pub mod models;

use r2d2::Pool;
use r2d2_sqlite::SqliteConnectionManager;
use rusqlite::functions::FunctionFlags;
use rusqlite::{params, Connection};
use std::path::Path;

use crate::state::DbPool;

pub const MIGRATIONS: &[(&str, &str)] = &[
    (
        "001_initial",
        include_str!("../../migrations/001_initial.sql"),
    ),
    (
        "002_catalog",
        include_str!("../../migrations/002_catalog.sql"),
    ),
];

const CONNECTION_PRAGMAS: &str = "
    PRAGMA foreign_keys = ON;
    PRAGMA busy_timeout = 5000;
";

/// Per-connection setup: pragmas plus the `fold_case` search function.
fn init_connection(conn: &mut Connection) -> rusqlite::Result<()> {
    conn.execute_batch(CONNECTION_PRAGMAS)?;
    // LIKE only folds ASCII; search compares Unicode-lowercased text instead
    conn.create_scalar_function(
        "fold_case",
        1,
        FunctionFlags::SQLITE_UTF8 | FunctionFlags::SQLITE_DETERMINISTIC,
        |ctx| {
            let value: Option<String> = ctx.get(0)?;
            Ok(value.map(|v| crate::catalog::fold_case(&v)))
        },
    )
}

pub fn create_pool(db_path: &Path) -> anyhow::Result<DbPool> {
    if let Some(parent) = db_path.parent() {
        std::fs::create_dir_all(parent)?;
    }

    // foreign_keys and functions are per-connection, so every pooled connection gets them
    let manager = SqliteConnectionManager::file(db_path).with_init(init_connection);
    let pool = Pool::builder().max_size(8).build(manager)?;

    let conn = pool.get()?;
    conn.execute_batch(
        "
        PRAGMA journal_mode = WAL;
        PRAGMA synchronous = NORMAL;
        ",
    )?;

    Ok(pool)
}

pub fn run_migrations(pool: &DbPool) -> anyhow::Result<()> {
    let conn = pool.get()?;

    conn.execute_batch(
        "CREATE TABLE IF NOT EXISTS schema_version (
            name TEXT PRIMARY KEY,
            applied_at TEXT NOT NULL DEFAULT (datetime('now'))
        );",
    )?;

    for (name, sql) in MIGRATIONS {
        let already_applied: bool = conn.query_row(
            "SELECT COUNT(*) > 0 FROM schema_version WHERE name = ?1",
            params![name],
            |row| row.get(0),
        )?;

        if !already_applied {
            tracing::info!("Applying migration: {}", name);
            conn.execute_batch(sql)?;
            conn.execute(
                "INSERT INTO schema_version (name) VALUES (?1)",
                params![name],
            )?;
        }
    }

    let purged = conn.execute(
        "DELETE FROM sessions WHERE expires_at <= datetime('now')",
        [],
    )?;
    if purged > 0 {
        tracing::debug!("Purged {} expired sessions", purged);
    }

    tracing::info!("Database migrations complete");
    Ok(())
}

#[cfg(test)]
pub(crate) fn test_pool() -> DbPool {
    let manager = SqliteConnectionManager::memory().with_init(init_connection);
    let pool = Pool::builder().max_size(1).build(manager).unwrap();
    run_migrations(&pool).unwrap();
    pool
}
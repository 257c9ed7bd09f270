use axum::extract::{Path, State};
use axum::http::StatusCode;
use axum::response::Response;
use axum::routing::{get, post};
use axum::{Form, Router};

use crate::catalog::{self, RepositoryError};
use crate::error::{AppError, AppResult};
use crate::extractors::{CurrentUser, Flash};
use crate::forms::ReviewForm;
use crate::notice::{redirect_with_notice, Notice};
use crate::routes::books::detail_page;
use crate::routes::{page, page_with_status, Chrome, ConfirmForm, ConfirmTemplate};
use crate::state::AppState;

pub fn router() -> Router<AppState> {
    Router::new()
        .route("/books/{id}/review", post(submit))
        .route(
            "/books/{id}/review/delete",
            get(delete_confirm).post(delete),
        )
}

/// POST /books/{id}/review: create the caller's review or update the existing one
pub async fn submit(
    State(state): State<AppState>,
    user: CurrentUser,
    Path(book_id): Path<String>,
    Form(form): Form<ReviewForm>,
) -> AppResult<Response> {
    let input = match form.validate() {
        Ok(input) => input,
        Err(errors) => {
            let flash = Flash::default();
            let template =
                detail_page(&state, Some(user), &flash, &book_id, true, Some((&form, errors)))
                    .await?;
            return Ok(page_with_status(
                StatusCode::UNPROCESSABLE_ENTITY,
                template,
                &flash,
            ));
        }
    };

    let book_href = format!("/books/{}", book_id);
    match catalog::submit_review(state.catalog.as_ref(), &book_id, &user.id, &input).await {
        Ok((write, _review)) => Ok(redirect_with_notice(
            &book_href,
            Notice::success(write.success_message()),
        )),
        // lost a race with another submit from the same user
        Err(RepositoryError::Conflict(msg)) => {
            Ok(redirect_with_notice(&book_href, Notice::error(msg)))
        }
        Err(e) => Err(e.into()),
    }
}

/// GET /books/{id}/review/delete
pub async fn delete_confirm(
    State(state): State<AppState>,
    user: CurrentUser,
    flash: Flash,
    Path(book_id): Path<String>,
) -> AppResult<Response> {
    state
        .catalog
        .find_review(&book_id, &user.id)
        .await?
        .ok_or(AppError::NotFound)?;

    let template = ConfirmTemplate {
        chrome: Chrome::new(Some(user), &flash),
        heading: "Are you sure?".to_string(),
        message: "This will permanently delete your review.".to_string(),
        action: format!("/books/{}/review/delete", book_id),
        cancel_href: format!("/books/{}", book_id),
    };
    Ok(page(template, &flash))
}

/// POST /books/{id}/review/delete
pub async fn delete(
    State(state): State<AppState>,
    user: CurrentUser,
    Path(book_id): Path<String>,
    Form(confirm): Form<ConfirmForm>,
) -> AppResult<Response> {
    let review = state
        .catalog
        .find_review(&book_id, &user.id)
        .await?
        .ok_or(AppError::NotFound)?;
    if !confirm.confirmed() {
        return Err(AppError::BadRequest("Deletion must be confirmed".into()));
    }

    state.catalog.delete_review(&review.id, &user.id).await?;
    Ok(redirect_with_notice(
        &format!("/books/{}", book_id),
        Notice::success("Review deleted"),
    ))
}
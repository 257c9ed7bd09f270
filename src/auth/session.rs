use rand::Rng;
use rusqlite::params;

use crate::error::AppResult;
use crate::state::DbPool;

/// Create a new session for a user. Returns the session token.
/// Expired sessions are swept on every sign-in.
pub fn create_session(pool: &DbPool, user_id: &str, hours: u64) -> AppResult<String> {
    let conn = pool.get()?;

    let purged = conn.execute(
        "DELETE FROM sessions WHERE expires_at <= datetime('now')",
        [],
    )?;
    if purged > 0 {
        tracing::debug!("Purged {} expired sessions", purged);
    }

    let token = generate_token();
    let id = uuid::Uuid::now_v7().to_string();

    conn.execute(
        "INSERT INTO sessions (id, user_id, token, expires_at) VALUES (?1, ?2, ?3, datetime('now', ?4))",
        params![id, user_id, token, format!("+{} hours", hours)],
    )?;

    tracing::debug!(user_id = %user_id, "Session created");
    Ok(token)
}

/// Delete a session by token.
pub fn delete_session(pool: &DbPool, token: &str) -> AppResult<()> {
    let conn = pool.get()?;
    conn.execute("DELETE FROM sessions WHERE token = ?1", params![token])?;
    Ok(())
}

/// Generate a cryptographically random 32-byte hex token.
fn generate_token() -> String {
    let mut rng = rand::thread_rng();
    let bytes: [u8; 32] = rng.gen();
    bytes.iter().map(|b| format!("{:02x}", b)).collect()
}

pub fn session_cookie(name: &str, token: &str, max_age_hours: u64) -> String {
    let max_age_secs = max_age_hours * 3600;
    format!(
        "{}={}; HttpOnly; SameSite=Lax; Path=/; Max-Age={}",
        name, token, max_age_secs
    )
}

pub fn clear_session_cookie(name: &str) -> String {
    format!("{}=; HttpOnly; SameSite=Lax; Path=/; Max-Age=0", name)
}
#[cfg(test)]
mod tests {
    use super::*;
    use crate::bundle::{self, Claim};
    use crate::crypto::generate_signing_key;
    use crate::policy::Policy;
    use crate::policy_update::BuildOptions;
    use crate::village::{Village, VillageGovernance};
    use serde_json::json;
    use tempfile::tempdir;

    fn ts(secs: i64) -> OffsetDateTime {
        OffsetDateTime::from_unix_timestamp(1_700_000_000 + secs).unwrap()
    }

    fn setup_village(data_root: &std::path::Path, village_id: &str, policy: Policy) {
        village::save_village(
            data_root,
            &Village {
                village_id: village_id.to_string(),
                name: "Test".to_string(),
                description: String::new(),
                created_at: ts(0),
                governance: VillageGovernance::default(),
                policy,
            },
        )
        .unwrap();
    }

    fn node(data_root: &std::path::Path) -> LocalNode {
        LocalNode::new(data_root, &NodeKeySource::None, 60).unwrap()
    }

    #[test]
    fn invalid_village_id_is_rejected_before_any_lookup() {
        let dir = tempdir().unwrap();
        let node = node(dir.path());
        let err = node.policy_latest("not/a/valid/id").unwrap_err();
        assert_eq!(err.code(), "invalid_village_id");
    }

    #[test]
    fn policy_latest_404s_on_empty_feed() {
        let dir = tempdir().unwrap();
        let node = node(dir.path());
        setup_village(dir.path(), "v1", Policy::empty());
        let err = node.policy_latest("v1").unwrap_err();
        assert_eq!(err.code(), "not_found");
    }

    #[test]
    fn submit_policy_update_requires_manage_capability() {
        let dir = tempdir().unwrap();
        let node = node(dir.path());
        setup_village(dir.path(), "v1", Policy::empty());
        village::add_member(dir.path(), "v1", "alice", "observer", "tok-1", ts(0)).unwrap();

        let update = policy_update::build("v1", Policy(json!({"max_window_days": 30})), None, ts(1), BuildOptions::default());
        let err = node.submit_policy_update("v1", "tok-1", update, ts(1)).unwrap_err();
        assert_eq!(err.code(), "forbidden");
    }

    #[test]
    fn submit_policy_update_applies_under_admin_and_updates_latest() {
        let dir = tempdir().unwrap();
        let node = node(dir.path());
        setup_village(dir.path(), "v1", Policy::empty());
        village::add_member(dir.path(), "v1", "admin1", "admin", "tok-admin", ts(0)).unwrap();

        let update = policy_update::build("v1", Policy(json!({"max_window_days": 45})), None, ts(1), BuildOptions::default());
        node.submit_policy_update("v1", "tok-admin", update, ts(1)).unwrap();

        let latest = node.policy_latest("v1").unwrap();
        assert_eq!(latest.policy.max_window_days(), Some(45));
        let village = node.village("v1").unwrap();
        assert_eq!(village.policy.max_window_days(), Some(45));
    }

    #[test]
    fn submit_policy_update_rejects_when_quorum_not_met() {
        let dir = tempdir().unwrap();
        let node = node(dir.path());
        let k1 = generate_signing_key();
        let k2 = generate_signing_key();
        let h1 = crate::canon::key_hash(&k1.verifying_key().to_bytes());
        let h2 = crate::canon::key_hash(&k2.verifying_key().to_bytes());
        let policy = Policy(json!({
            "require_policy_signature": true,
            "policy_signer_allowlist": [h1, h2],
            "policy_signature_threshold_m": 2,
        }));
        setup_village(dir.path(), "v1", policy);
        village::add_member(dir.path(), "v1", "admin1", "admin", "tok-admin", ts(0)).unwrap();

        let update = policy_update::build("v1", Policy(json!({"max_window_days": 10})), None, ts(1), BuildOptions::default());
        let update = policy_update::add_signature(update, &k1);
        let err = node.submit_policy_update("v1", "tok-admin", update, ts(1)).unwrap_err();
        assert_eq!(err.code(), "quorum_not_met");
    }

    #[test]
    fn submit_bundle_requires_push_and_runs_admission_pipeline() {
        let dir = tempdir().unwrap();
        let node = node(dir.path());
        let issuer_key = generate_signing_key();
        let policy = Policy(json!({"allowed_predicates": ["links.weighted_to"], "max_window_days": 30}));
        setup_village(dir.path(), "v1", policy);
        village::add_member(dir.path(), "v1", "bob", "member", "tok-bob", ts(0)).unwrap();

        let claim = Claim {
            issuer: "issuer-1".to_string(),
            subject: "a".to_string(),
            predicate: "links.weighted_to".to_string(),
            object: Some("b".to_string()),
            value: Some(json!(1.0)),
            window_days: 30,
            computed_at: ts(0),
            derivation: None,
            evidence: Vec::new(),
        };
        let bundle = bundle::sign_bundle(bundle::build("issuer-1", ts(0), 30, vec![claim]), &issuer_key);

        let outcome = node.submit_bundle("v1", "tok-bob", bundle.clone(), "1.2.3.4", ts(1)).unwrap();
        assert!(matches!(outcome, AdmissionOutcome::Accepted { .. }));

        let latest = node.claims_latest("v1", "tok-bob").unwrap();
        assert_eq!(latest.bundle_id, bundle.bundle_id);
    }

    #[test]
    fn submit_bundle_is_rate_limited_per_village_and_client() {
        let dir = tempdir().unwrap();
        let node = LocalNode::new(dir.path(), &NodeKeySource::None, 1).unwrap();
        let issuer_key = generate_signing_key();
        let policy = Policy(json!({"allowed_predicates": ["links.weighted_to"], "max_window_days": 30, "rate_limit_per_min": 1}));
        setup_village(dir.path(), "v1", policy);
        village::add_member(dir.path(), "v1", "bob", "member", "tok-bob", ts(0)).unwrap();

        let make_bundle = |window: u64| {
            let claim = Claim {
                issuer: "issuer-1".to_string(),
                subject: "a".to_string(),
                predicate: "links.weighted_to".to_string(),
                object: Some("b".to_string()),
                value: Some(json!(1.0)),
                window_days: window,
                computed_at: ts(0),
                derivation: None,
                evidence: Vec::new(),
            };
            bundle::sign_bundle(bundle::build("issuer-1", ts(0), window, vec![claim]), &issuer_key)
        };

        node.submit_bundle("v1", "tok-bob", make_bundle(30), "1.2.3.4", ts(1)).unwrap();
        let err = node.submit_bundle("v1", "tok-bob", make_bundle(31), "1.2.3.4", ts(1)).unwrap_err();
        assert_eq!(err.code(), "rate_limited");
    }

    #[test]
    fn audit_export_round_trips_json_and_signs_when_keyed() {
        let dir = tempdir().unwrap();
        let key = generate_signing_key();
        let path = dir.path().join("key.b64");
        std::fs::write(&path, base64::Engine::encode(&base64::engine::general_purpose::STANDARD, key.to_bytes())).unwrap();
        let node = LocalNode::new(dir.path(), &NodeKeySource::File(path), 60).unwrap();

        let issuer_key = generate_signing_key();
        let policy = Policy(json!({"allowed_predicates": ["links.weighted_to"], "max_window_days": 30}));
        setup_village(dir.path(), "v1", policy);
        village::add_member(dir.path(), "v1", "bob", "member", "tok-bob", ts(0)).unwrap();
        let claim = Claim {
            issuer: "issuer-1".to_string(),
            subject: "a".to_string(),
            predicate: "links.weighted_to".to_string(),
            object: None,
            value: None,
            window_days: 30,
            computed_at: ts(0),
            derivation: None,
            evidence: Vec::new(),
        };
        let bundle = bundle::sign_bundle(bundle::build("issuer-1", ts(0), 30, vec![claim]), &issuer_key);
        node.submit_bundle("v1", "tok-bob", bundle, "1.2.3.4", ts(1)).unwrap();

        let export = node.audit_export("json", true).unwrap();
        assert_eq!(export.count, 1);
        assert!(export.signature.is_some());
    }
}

• TASK ITEM: When a line in the data contains the string "async", copy that line.

• EXERCISE ANSWER:
pub async fn submit(
pub async fn delete_confirm(
pub async fn delete(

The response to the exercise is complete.